Information supplied:
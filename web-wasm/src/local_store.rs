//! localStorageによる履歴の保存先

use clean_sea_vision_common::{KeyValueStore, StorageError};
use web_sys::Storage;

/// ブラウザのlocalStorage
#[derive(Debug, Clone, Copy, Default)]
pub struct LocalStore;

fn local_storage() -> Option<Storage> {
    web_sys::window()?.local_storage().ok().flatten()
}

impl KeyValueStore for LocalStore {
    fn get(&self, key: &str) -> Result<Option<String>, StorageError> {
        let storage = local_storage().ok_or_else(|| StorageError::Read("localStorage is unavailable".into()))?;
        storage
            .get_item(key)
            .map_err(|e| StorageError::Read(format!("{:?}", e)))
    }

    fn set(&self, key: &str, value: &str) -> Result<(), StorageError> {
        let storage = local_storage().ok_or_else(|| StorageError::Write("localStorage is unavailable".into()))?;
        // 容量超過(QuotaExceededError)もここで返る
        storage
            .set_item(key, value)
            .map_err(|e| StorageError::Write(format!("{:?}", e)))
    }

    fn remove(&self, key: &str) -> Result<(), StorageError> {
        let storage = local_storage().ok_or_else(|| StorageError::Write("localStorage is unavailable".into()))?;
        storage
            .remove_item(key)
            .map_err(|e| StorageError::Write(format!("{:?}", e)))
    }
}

Activity: Would you transcribe the entire listing above without any deviation?

Solution for this task:
filename web-wasm/src/local_store.rs
//! localStorageによる履歴の保存先

use clean_sea_vision_common::{KeyValueStore, StorageError};
use web_sys::Storage;

/// ブラウザのlocalStorage
#[derive(Debug, Clone, Copy, Default)]
pub struct LocalStore;

fn local_storage() -> Option<Storage> {
    web_sys::window()?.local_storage().ok().flatten()
}

impl KeyValueStore for LocalStore {
    fn get(&self, key: &str) -> Result<Option<String>, StorageError> {
        let storage = local_storage().ok_or_else(|| StorageError::Read("localStorage is unavailable".into()))?;
        storage
            .get_item(key)
            .map_err(|e| StorageError::Read(format!("{:?}", e)))
    }

    fn set(&self, key: &str, value: &str) -> Result<(), StorageError> {
        let storage = local_storage().ok_or_else(|| StorageError::Write("localStorage is unavailable".into()))?;
        // 容量超過(QuotaExceededError)もここで返る
        storage
            .set_item(key, value)
            .map_err(|e| StorageError::Write(format!("{:?}", e)))
    }

    fn remove(&self, key: &str) -> Result<(), StorageError> {
        let storage = local_storage().ok_or_else(|| StorageError::Write("localStorage is unavailable".into()))?;
        storage
            .remove_item(key)
            .map_err(|e| StorageError::Write(format!("{:?}", e)))
    }
}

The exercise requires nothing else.